Not exactly related but I thought I'd throw it out there

------
MicroBerto
Oh god another Soylent post. Not a single vegetable eaten. This guy might want
to read this study:

[http://www.bmj.com/content/349/bmj.g4490](http://www.bmj.com/content/349/bmj.g4490)

Title: "Fruit and vegetable consumption and mortality from all causes,
cardiovascular disease, and cancer: systematic review and dose-response meta-
analysis of prospective cohort studies"

------
tunesmith
There's this weird thing where doctors and health articles all champion the
benefits of oatmeal (and oat flour / oat protein), with benefits such as
decreasing indigestion and heartburn, while at the same time I see plenty of
reports online (myself included) of people experiencing worsening indigestion
symptoms after eating oat stuff.
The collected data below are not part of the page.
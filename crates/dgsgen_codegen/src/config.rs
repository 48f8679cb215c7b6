//! Generation options.

use dgsgen_schema::TypeMapping;
use serde::Deserialize;

/// Options for a generation run.
///
/// Deserializes from camelCase JSON; every key is optional.
#[derive(Debug, Clone, PartialEq, Eq, Deserialize)]
#[serde(default, rename_all = "camelCase", deny_unknown_fields)]
pub struct CodeGenConfig {
    /// Base package; constants live here.
    pub package_name: String,
    pub sub_package_name_client: String,
    pub sub_package_name_types: String,
    pub sub_package_name_datafetchers: String,
    /// Schema type name → fully qualified Java type.
    pub type_mapping: TypeMapping,
    /// `Type` or `Type.field` entries excluded from generation.
    pub skip: Vec<String>,
    pub generate_data_types: bool,
    pub generate_client_api: bool,
    pub generate_datafetchers: bool,
    /// Leave out `_entities` projections and representation classes for `@key` types.
    pub skip_entity_queries: bool,
    pub generate_interface_setters: bool,
    /// Use boxed types for non-null scalars too.
    pub generate_boxed_types: bool,
    pub generate_all_constructor: bool,
    /// Query fields to generate client classes for; empty means all.
    pub include_queries: Vec<String>,
    pub include_mutations: Vec<String>,
    pub include_subscriptions: Vec<String>,
    pub short_projection_names: bool,
    pub snake_case_constant_names: bool,
    pub add_deprecated_annotation: bool,
    pub add_generated_annotation: bool,
}

impl Default for CodeGenConfig {
    fn default() -> Self {
        Self {
            package_name: "com.netflix.dgs.codegen.generated".to_string(),
            sub_package_name_client: "client".to_string(),
            sub_package_name_types: "types".to_string(),
            sub_package_name_datafetchers: "datafetchers".to_string(),
            type_mapping: TypeMapping::default(),
            skip: Vec::new(),
            generate_data_types: true,
            generate_client_api: true,
            generate_datafetchers: true,
            skip_entity_queries: false,
            generate_interface_setters: true,
            generate_boxed_types: false,
            generate_all_constructor: true,
            include_queries: Vec::new(),
            include_mutations: Vec::new(),
            include_subscriptions: Vec::new(),
            short_projection_names: false,
            snake_case_constant_names: false,
            add_deprecated_annotation: false,
            add_generated_annotation: false,
        }
    }
}

impl CodeGenConfig {
    /// Creates a config for a base package.
    pub fn new(package_name: impl Into<String>) -> Self {
        Self {
            package_name: package_name.into(),
            ..Self::default()
        }
    }

    #[must_use]
    pub fn package_name_client(&self) -> String {
        format!("{}.{}", self.package_name, self.sub_package_name_client)
    }

    #[must_use]
    pub fn package_name_types(&self) -> String {
        format!("{}.{}", self.package_name, self.sub_package_name_types)
    }

    #[must_use]
    pub fn package_name_datafetchers(&self) -> String {
        format!("{}.{}", self.package_name, self.sub_package_name_datafetchers)
    }

    /// Whether a `skip` entry names the type.
    #[must_use]
    pub fn skips_type(&self, type_name: &str) -> bool {
        self.skip.iter().any(|entry| entry == type_name)
    }

    /// Whether a `skip` entry names the type or the field.
    #[must_use]
    pub fn skips_field(&self, type_name: &str, field_name: &str) -> bool {
        self.skip.iter().any(|entry| {
            entry == type_name
                || entry
                    .split_once('.')
                    .is_some_and(|(ty, field)| ty == type_name && field == field_name)
        })
    }
}

#[cfg(test)]
mod tests {
    use super::*;

    #[test]
    fn test_packages() {
        let config = CodeGenConfig::new("com.example");
        assert_eq!(config.package_name_types(), "com.example.types");
        assert_eq!(config.package_name_client(), "com.example.client");
        assert_eq!(config.package_name_datafetchers(), "com.example.datafetchers");
    }

    #[test]
    fn test_json_defaults() {
        let config: CodeGenConfig = serde_json::from_str(r#"{"packageName": "com.example"}"#).unwrap();
        assert_eq!(config, CodeGenConfig::new("com.example"));
        assert!(config.generate_interface_setters);
        let config: CodeGenConfig = serde_json::from_str(r#"{"generateInterfaceSetters": false}"#).unwrap();
        assert!(!config.generate_interface_setters);
        assert!(serde_json::from_str::<CodeGenConfig>(r#"{"interfaceSetters": true}"#).is_err());
    }

    #[test]
    fn test_skip_entries() {
        let config = CodeGenConfig {
            skip: vec!["Secret".to_string(), "Person.ssn".to_string()],
            ..CodeGenConfig::default()
        };
        assert!(config.skips_type("Secret"));
        assert!(!config.skips_type("Person"));
        assert!(config.skips_field("Person", "ssn"));
        assert!(config.skips_field("Secret", "anything"));
        assert!(!config.skips_field("Person", "name"));
    }
}
//! The error taxonomy of a generation run.
//!
//! Every variant is terminal: a run either produces a complete artifact set or
//! one of these errors.

use crate::diagnostics::codes;
use crate::span::{LineIndex, Location, Span};
use miette::{Diagnostic, NamedSource, SourceSpan};
use thiserror::Error;

/// Result alias used across the workspace.
pub type Result<T, E = CodegenError> = std::result::Result<T, E>;

/// An error that aborts code generation.
#[derive(Debug, Error, Diagnostic)]
pub enum CodegenError {
    /// Malformed SDL.
    #[error("{source_name}:{location}: {message}")]
    #[diagnostic(code(dgsgen::schema_parse))]
    SchemaParse {
        source_name: String,
        location: Location,
        message: String,
        #[source_code]
        src: NamedSource<String>,
        #[label("{message}")]
        span: SourceSpan,
    },

    /// An extension or declaration that cannot be folded into the schema.
    #[error("cannot merge `{type_name}`: {message}")]
    #[diagnostic(code(dgsgen::schema_merge))]
    SchemaMerge { type_name: String, message: String },

    /// A type reference that names no declared, built-in or mapped type.
    #[error("unknown type `{type_name}` referenced by `{field_path}`")]
    #[diagnostic(code(dgsgen::unresolved_type))]
    UnresolvedType {
        type_name: String,
        field_path: String,
    },

    /// A default literal whose shape does not match its declared type.
    #[error("invalid default value for `{field_path}`: {message}")]
    #[diagnostic(code(dgsgen::invalid_default_value))]
    InvalidDefaultValue { field_path: String, message: String },

    /// Two schema entities that resolve to the same generated identifier.
    #[error("`{first}` and `{second}` both resolve to the generated identifier `{identifier}`")]
    #[diagnostic(
        code(dgsgen::name_collision),
        help("rename one of them or map it to an existing type")
    )]
    NameCollision {
        identifier: String,
        first: String,
        second: String,
    },
}

impl CodegenError {
    /// Creates a parse error, resolving the span to a line and column.
    pub fn parse(
        source_name: impl Into<String>,
        source_text: &str,
        span: Span,
        message: impl Into<String>,
    ) -> Self {
        let source_name = source_name.into();
        let location = LineIndex::new(source_text).location(span.start);
        Self::SchemaParse {
            src: NamedSource::new(source_name.clone(), source_text.to_string()),
            source_name,
            location,
            message: message.into(),
            span: span.into(),
        }
    }

    /// Creates a merge error.
    pub fn merge(type_name: impl Into<String>, message: impl Into<String>) -> Self {
        Self::SchemaMerge {
            type_name: type_name.into(),
            message: message.into(),
        }
    }

    /// Creates an unresolved type error.
    pub fn unresolved(type_name: impl Into<String>, field_path: impl Into<String>) -> Self {
        Self::UnresolvedType {
            type_name: type_name.into(),
            field_path: field_path.into(),
        }
    }

    /// Creates an invalid default value error.
    pub fn invalid_default(field_path: impl Into<String>, message: impl Into<String>) -> Self {
        Self::InvalidDefaultValue {
            field_path: field_path.into(),
            message: message.into(),
        }
    }

    /// Creates a name collision error.
    pub fn collision(
        identifier: impl Into<String>,
        first: impl Into<String>,
        second: impl Into<String>,
    ) -> Self {
        Self::NameCollision {
            identifier: identifier.into(),
            first: first.into(),
            second: second.into(),
        }
    }

    /// Returns the diagnostic code shared with the parser's diagnostic bag.
    #[must_use]
    pub const fn code(&self) -> &'static str {
        match self {
            Self::SchemaParse { .. } => codes::INVALID_SYNTAX,
            Self::SchemaMerge { .. } => codes::SCHEMA_MERGE,
            Self::UnresolvedType { .. } => codes::UNRESOLVED_TYPE,
            Self::InvalidDefaultValue { .. } => codes::INVALID_DEFAULT_VALUE,
            Self::NameCollision { .. } => codes::NAME_COLLISION,
        }
    }
}
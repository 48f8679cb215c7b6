//! Generated artifacts.

use std::fmt;

/// The category of a generated file.
#[derive(Debug, Clone, Copy, PartialEq, Eq, Hash, PartialOrd, Ord)]
pub enum FileKind {
    DataType,
    Interface,
    Enum,
    Constants,
    Query,
    Projection,
    Representation,
    Datafetcher,
}

impl FileKind {
    #[must_use]
    pub const fn as_str(self) -> &'static str {
        match self {
            Self::DataType => "data type",
            Self::Interface => "interface",
            Self::Enum => "enum",
            Self::Constants => "constants",
            Self::Query => "query",
            Self::Projection => "projection",
            Self::Representation => "representation",
            Self::Datafetcher => "datafetcher",
        }
    }
}

impl fmt::Display for FileKind {
    fn fmt(&self, f: &mut fmt::Formatter<'_>) -> fmt::Result {
        f.write_str(self.as_str())
    }
}

/// One generated compilation unit.
#[derive(Debug, Clone, PartialEq, Eq)]
pub struct GeneratedFile {
    /// Path relative to the output root, e.g. `com/example/types/Person.java`.
    pub path: String,
    pub kind: FileKind,
    pub class_name: String,
    pub source: String,
}

/// Everything a run produced, sorted by path.
#[derive(Debug, Clone, Default, PartialEq, Eq)]
pub struct CodeGenOutput {
    pub files: Vec<GeneratedFile>,
}

impl CodeGenOutput {
    /// Files of one kind, in path order.
    pub fn of_kind(&self, kind: FileKind) -> impl Iterator<Item = &GeneratedFile> {
        self.files.iter().filter(move |file| file.kind == kind)
    }

    /// Looks up a file by class name.
    #[must_use]
    pub fn class(&self, class_name: &str) -> Option<&GeneratedFile> {
        self.files.iter().find(|file| file.class_name == class_name)
    }

    #[must_use]
    pub fn len(&self) -> usize {
        self.files.len()
    }

    #[must_use]
    pub fn is_empty(&self) -> bool {
        self.files.is_empty()
    }
}
//! Translation of resolved default values into Java expressions.

use crate::emit::Context;
use crate::java::{string_literal, Imports, JavaType, Primitive};
use dgsgen_schema::{ConstValue, DefaultValue, TypeRef};

const BIG_DECIMAL: &str = "java.math.BigDecimal";
const BIG_INTEGER: &str = "java.math.BigInteger";
const LOCALE: &str = "java.util.Locale";

/// Translates a default for a value of type `ty` into a Java expression.
pub fn translate(ctx: &Context<'_>, value: &DefaultValue, ty: &TypeRef, imports: &mut Imports) -> String {
    let target = ctx.java_type(ty, false);
    match value {
        DefaultValue::Null => "null".to_string(),
        DefaultValue::Boolean(b) => b.to_string(),
        DefaultValue::Int(text) => number(text, &target, imports),
        DefaultValue::Float(text) => number(text, &target, imports),
        DefaultValue::String(s) => string(s, &target, imports),
        DefaultValue::Enum { enum_type, value } => {
            let enum_node = ctx.graph().get(*enum_type);
            let constant = enum_node
                .enum_values
                .iter()
                .position(|v| v.name == *value)
                .and_then(|index| ctx.names.enum_value(*enum_type, index))
                .unwrap_or(value.as_str());
            let class = ctx.base_type(*enum_type).render(imports);
            format!("{class}.{constant}")
        }
        DefaultValue::List(items) => {
            let item_ty = ty.item().unwrap_or(ty);
            if items.is_empty() {
                format!("{}.emptyList()", imports.qualified("java.util.Collections"))
            } else {
                let items: Vec<_> = items
                    .iter()
                    .map(|item| translate(ctx, item, item_ty, imports))
                    .collect();
                format!("{}.asList({})", imports.qualified("java.util.Arrays"), items.join(", "))
            }
        }
        DefaultValue::Object { input_type, fields } => {
            let node = ctx.graph().get(*input_type);
            let mut out = format!("{}.newBuilder()", ctx.base_type(*input_type).render(imports));
            for (name, field_value) in fields {
                let Some(index) = node.fields.iter().position(|f| f.name == *name) else {
                    continue;
                };
                let field = &node.fields[index];
                let setter = ctx
                    .names
                    .field(*input_type, index)
                    .map_or(name.as_str(), |names| names.identifier.as_str());
                let value = translate(ctx, field_value, &field.ty, imports);
                out.push_str(&format!(".{setter}({value})"));
            }
            out.push_str(".build()");
            out
        }
        DefaultValue::Custom { value, .. } => custom(value, &target, imports),
    }
}

fn number(text: &str, target: &JavaType, imports: &mut Imports) -> String {
    if target.is_class(BIG_DECIMAL) || target.is_class(BIG_INTEGER) {
        let class = target.render(imports);
        return format!("new {class}({})", string_literal(text));
    }
    match target.primitive_kind() {
        Some(Primitive::Long) => format!("{text}L"),
        Some(Primitive::Double) if is_integral(text) => format!("{text}.0"),
        _ => text.to_string(),
    }
}

fn string(value: &str, target: &JavaType, imports: &mut Imports) -> String {
    if target.is_class(LOCALE) {
        let class = target.render(imports);
        return format!("{class}.forLanguageTag({})", string_literal(value));
    }
    if target.is_class(BIG_DECIMAL) || target.is_class(BIG_INTEGER) {
        let class = target.render(imports);
        return format!("new {class}({})", string_literal(value));
    }
    string_literal(value)
}

/// Literals for custom and mapped scalars, shaped by the Java type they map to.
fn custom(value: &ConstValue, target: &JavaType, imports: &mut Imports) -> String {
    match value {
        ConstValue::Null => "null".to_string(),
        ConstValue::Boolean(b) => b.to_string(),
        ConstValue::Int(text) | ConstValue::Float(text) => number(text, target, imports),
        ConstValue::String(s) => string(s, target, imports),
        ConstValue::Enum(name) => string_literal(name),
        ConstValue::List(items) => {
            if items.is_empty() {
                format!("{}.emptyList()", imports.qualified("java.util.Collections"))
            } else {
                let item_target = match target {
                    JavaType::List { item, .. } => item.as_ref().clone(),
                    other => other.clone(),
                };
                let items: Vec<_> = items
                    .iter()
                    .map(|item| custom(item, &item_target, imports))
                    .collect();
                format!("{}.asList({})", imports.qualified("java.util.Arrays"), items.join(", "))
            }
        }
        ConstValue::Object(entries) => {
            let map = imports.qualified("java.util.Map");
            let entries: Vec<_> = entries
                .iter()
                .map(|(key, entry)| {
                    format!("{}, {}", string_literal(key), custom(entry, &JavaType::object(), imports))
                })
                .collect();
            format!("{map}.of({})", entries.join(", "))
        }
    }
}

fn is_integral(text: &str) -> bool {
    !text.contains(['.', 'e', 'E'])
}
I had to stop drinking soylent for exactly
that reason - crazy heartburn symptoms, only now starting to normalize after
going back to eating what I normally eat. I suppose it might just be as simple
as an oat allergy, but it's weird that the only negative symptom is
indigestion.

------
ra1n85
Why canola oil? Peanut butter is nearly as cheap and packs additional macros.

I would add more soluble/insoluble fiber. Psyllium husk alone isn't
sufficient.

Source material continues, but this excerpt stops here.